Data items:

----

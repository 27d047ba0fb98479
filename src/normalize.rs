use log::debug;

use crate::error::NormalizeError;
use crate::osm_source::{MEMBER_ELEMENT, NODE_ELEMENT, RawElement, TAG_ELEMENT, WAY_ELEMENT};
use crate::properties::{FieldKind, LAT, LON, OSM_ID, PropertySet, Scalar, is_structural};

#[derive(Clone, Copy, Debug, PartialEq, Eq)]
pub enum ItemKind {
    Point,
    Road,
}

/// A source record flattened into typed properties.
#[derive(Clone, Debug, PartialEq)]
pub struct NormalizedItem {
    pub kind: ItemKind,
    pub osm_id: i64,
    pub properties: PropertySet,
    /// Ordered point references. Always empty for points.
    pub members: Vec<i64>,
}

/// Flattens a raw point or road record.
///
/// Attributes are converted by name (`id` becomes `osm_id`, coordinates become floats,
/// `version`/`changeset`/`uid` integers, `visible` a boolean, anything else a string).
/// Each `<tag k v>` child adds a string property. A tag whose key collides with a
/// structural attribute is dropped so it cannot overwrite the typed value.
pub fn normalize(element: &RawElement) -> Result<NormalizedItem, NormalizeError> {
    let kind = match element.name.as_str() {
        NODE_ELEMENT => ItemKind::Point,
        WAY_ELEMENT => ItemKind::Road,
        other => return Err(NormalizeError::UnexpectedElement(other.to_string())),
    };

    let mut properties = PropertySet::new();
    for (key, raw) in &element.attributes {
        let value = FieldKind::of(key)
            .parse(raw)
            .ok_or_else(|| NormalizeError::InvalidField {
                field: key.clone(),
                value: raw.clone(),
            })?;
        let key = if key == "id" { OSM_ID } else { key.as_str() };
        properties.insert(key, value);
    }

    let osm_id = properties
        .osm_id()
        .ok_or_else(|| NormalizeError::MissingId {
            element: element.name.clone(),
        })?;

    if kind == ItemKind::Point {
        for field in [LON, LAT] {
            if properties.get_f64(field).is_none() {
                return Err(NormalizeError::MissingField { osm_id, field });
            }
        }
    }

    for tag in element.children_named(TAG_ELEMENT) {
        let (Some(key), Some(value)) = (tag.attribute("k"), tag.attribute("v")) else {
            return Err(NormalizeError::MalformedTag {
                osm_id,
                reason: "tag needs both k and v".to_string(),
            });
        };
        if is_structural(key) {
            debug!("Dropping tag `{}` on {}: collides with a structural field", key, osm_id);
            continue;
        }
        properties.insert(key, Scalar::from(value));
    }

    let members = match kind {
        ItemKind::Point => Vec::new(),
        ItemKind::Road => element
            .children_named(MEMBER_ELEMENT)
            .map(|nd| {
                nd.attribute("ref")
                    .and_then(|raw| FieldKind::Identifier.parse(raw))
                    .and_then(|scalar| scalar.as_i64())
                    .ok_or(NormalizeError::MalformedMember { osm_id })
            })
            .collect::<Result<Vec<_>, _>>()?,
    };

    Ok(NormalizedItem {
        kind,
        osm_id,
        properties,
        members,
    })
}

#[cfg(test)]
mod tests {
    use super::*;

    fn point() -> RawElement {
        RawElement::new("node")
            .with_attribute("id", "65354557")
            .with_attribute("version", "1")
            .with_attribute("timestamp", "2019-09-26T05:29:41Z")
            .with_attribute("lat", "37.7511897")
            .with_attribute("lon", "-122.3964163")
    }

    fn tag(k: &str, v: &str) -> RawElement {
        RawElement::new("tag").with_attribute("k", k).with_attribute("v", v)
    }

    fn nd(r: &str) -> RawElement {
        RawElement::new("nd").with_attribute("ref", r)
    }

    #[test]
    fn point_attributes_become_typed_properties() {
        let item = normalize(&point().with_child(tag("highway", "crossing"))).unwrap();

        assert_eq!(item.kind, ItemKind::Point);
        assert_eq!(item.osm_id, 65354557);
        assert_eq!(item.properties.osm_id(), Some(65354557));
        assert!(!item.properties.contains_key("id"));
        assert_eq!(item.properties.get_f64("lat"), Some(37.7511897));
        assert_eq!(item.properties.get_f64("lon"), Some(-122.3964163));
        assert_eq!(item.properties.get_i64("version"), Some(1));
        assert_eq!(item.properties.get_str("timestamp"), Some("2019-09-26T05:29:41Z"));
        assert_eq!(item.properties.get_str("highway"), Some("crossing"));
        assert!(item.members.is_empty());
    }

    #[test]
    fn road_keeps_member_order_and_tags() {
        let road = RawElement::new("way")
            .with_attribute("id", "8920510")
            .with_child(nd("65354557"))
            .with_child(nd("6916235511"))
            .with_child(nd("65354557"))
            .with_child(tag("highway", "residential"))
            .with_child(tag("maxspeed", "25"));
        let item = normalize(&road).unwrap();

        assert_eq!(item.kind, ItemKind::Road);
        assert_eq!(item.members, vec![65354557, 6916235511, 65354557]);
        assert_eq!(item.properties.get_str("highway"), Some("residential"));
        assert_eq!(item.properties.get_str("maxspeed"), Some("25"));
        assert!(!item.properties.contains_key("nd"));
    }

    #[test]
    fn single_tag_and_tag_among_many_normalize_alike() {
        let single = normalize(&point().with_child(tag("highway", "crossing"))).unwrap();
        let many = normalize(
            &point()
                .with_child(tag("name", "Texas Street"))
                .with_child(tag("highway", "crossing"))
                .with_child(tag("ref", "1")),
        )
        .unwrap();

        assert_eq!(single.properties.get("highway"), many.properties.get("highway"));
        assert_eq!(single.properties.get_str("highway"), Some("crossing"));
        assert_eq!(many.properties.len(), single.properties.len() + 2);
        for (key, value) in single.properties.iter() {
            assert_eq!(many.properties.get(key), Some(value), "{key}");
        }
    }

    #[test]
    fn tags_cannot_override_structural_fields() {
        let item = normalize(&point().with_child(tag("lat", "0")).with_child(tag("osm_id", "1")))
            .unwrap();
        assert_eq!(item.properties.get_f64("lat"), Some(37.7511897));
        assert_eq!(item.properties.osm_id(), Some(65354557));
    }

    #[test]
    fn point_without_coordinates_is_rejected() {
        let raw = RawElement::new("node").with_attribute("id", "5").with_attribute("lat", "1.0");
        assert_eq!(
            normalize(&raw),
            Err(NormalizeError::MissingField { osm_id: 5, field: "lon" })
        );
    }

    #[test]
    fn malformed_records_are_rejected() {
        assert!(matches!(
            normalize(&RawElement::new("way")),
            Err(NormalizeError::MissingId { .. })
        ));
        assert!(matches!(
            normalize(&RawElement::new("relation").with_attribute("id", "1")),
            Err(NormalizeError::UnexpectedElement(_))
        ));
        assert!(matches!(
            normalize(&point().with_attribute("version", "x")),
            Err(NormalizeError::InvalidField { .. })
        ));
        assert!(matches!(
            normalize(&point().with_child(RawElement::new("tag").with_attribute("k", "name"))),
            Err(NormalizeError::MalformedTag { osm_id: 65354557, .. })
        ));
        assert!(matches!(
            normalize(&RawElement::new("way").with_attribute("id", "2").with_child(nd("x"))),
            Err(NormalizeError::MalformedMember { osm_id: 2 })
        ));
    }
}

----

THE PROBLEM =
Could the data above be returned exactly as it stands?

FINISHED EXERCISE =
repository 27d047ba0fb98479
filename src/normalize.rs
use log::debug;

use crate::error::NormalizeError;
use crate::osm_source::{MEMBER_ELEMENT, NODE_ELEMENT, RawElement, TAG_ELEMENT, WAY_ELEMENT};
use crate::properties::{FieldKind, LAT, LON, OSM_ID, PropertySet, Scalar, is_structural};

#[derive(Clone, Copy, Debug, PartialEq, Eq)]
pub enum ItemKind {
    Point,
    Road,
}

/// A source record flattened into typed properties.
#[derive(Clone, Debug, PartialEq)]
pub struct NormalizedItem {
    pub kind: ItemKind,
    pub osm_id: i64,
    pub properties: PropertySet,
    /// Ordered point references. Always empty for points.
    pub members: Vec<i64>,
}

/// Flattens a raw point or road record.
///
/// Attributes are converted by name (`id` becomes `osm_id`, coordinates become floats,
/// `version`/`changeset`/`uid` integers, `visible` a boolean, anything else a string).
/// Each `<tag k v>` child adds a string property. A tag whose key collides with a
/// structural attribute is dropped so it cannot overwrite the typed value.
pub fn normalize(element: &RawElement) -> Result<NormalizedItem, NormalizeError> {
    let kind = match element.name.as_str() {
        NODE_ELEMENT => ItemKind::Point,
        WAY_ELEMENT => ItemKind::Road,
        other => return Err(NormalizeError::UnexpectedElement(other.to_string())),
    };

    let mut properties = PropertySet::new();
    for (key, raw) in &element.attributes {
        let value = FieldKind::of(key)
            .parse(raw)
            .ok_or_else(|| NormalizeError::InvalidField {
                field: key.clone(),
                value: raw.clone(),
            })?;
        let key = if key == "id" { OSM_ID } else { key.as_str() };
        properties.insert(key, value);
    }

    let osm_id = properties
        .osm_id()
        .ok_or_else(|| NormalizeError::MissingId {
            element: element.name.clone(),
        })?;

    if kind == ItemKind::Point {
        for field in [LON, LAT] {
            if properties.get_f64(field).is_none() {
                return Err(NormalizeError::MissingField { osm_id, field });
            }
        }
    }

    for tag in element.children_named(TAG_ELEMENT) {
        let (Some(key), Some(value)) = (tag.attribute("k"), tag.attribute("v")) else {
            return Err(NormalizeError::MalformedTag {
                osm_id,
                reason: "tag needs both k and v".to_string(),
            });
        };
        if is_structural(key) {
            debug!("Dropping tag `{}` on {}: collides with a structural field", key, osm_id);
            continue;
        }
        properties.insert(key, Scalar::from(value));
    }

    let members = match kind {
        ItemKind::Point => Vec::new(),
        ItemKind::Road => element
            .children_named(MEMBER_ELEMENT)
            .map(|nd| {
                nd.attribute("ref")
                    .and_then(|raw| FieldKind::Identifier.parse(raw))
                    .and_then(|scalar| scalar.as_i64())
                    .ok_or(NormalizeError::MalformedMember { osm_id })
            })
            .collect::<Result<Vec<_>, _>>()?,
    };

    Ok(NormalizedItem {
        kind,
        osm_id,
        properties,
        members,
    })
}

#[cfg(test)]
mod tests {
    use super::*;

    fn point() -> RawElement {
        RawElement::new("node")
            .with_attribute("id", "65354557")
            .with_attribute("version", "1")
            .with_attribute("timestamp", "2019-09-26T05:29:41Z")
            .with_attribute("lat", "37.7511897")
            .with_attribute("lon", "-122.3964163")
    }

    fn tag(k: &str, v: &str) -> RawElement {
        RawElement::new("tag").with_attribute("k", k).with_attribute("v", v)
    }

    fn nd(r: &str) -> RawElement {
        RawElement::new("nd").with_attribute("ref", r)
    }

    #[test]
    fn point_attributes_become_typed_properties() {
        let item = normalize(&point().with_child(tag("highway", "crossing"))).unwrap();

        assert_eq!(item.kind, ItemKind::Point);
        assert_eq!(item.osm_id, 65354557);
        assert_eq!(item.properties.osm_id(), Some(65354557));
        assert!(!item.properties.contains_key("id"));
        assert_eq!(item.properties.get_f64("lat"), Some(37.7511897));
        assert_eq!(item.properties.get_f64("lon"), Some(-122.3964163));
        assert_eq!(item.properties.get_i64("version"), Some(1));
        assert_eq!(item.properties.get_str("timestamp"), Some("2019-09-26T05:29:41Z"));
        assert_eq!(item.properties.get_str("highway"), Some("crossing"));
        assert!(item.members.is_empty());
    }

    #[test]
    fn road_keeps_member_order_and_tags() {
        let road = RawElement::new("way")
            .with_attribute("id", "8920510")
            .with_child(nd("65354557"))
            .with_child(nd("6916235511"))
            .with_child(nd("65354557"))
            .with_child(tag("highway", "residential"))
            .with_child(tag("maxspeed", "25"));
        let item = normalize(&road).unwrap();

        assert_eq!(item.kind, ItemKind::Road);
        assert_eq!(item.members, vec![65354557, 6916235511, 65354557]);
        assert_eq!(item.properties.get_str("highway"), Some("residential"));
        assert_eq!(item.properties.get_str("maxspeed"), Some("25"));
        assert!(!item.properties.contains_key("nd"));
    }

    #[test]
    fn single_tag_and_tag_among_many_normalize_alike() {
        let single = normalize(&point().with_child(tag("highway", "crossing"))).unwrap();
        let many = normalize(
            &point()
                .with_child(tag("name", "Texas Street"))
                .with_child(tag("highway", "crossing"))
                .with_child(tag("ref", "1")),
        )
        .unwrap();

        assert_eq!(single.properties.get("highway"), many.properties.get("highway"));
        assert_eq!(single.properties.get_str("highway"), Some("crossing"));
        assert_eq!(many.properties.len(), single.properties.len() + 2);
        for (key, value) in single.properties.iter() {
            assert_eq!(many.properties.get(key), Some(value), "{key}");
        }
    }

    #[test]
    fn tags_cannot_override_structural_fields() {
        let item = normalize(&point().with_child(tag("lat", "0")).with_child(tag("osm_id", "1")))
            .unwrap();
        assert_eq!(item.properties.get_f64("lat"), Some(37.7511897));
        assert_eq!(item.properties.osm_id(), Some(65354557));
    }

    #[test]
    fn point_without_coordinates_is_rejected() {
        let raw = RawElement::new("node").with_attribute("id", "5").with_attribute("lat", "1.0");
        assert_eq!(
            normalize(&raw),
            Err(NormalizeError::MissingField { osm_id: 5, field: "lon" })
        );
    }

    #[test]
    fn malformed_records_are_rejected() {
        assert!(matches!(
            normalize(&RawElement::new("way")),
            Err(NormalizeError::MissingId { .. })
        ));
        assert!(matches!(
            normalize(&RawElement::new("relation").with_attribute("id", "1")),
            Err(NormalizeError::UnexpectedElement(_))
        ));
        assert!(matches!(
            normalize(&point().with_attribute("version", "x")),
            Err(NormalizeError::InvalidField { .. })
        ));
        assert!(matches!(
            normalize(&point().with_child(RawElement::new("tag").with_attribute("k", "name"))),
            Err(NormalizeError::MalformedTag { osm_id: 65354557, .. })
        ));
        assert!(matches!(
            normalize(&RawElement::new("way").with_attribute("id", "2").with_child(nd("x"))),
            Err(NormalizeError::MalformedMember { osm_id: 2 })
        ));
    }
}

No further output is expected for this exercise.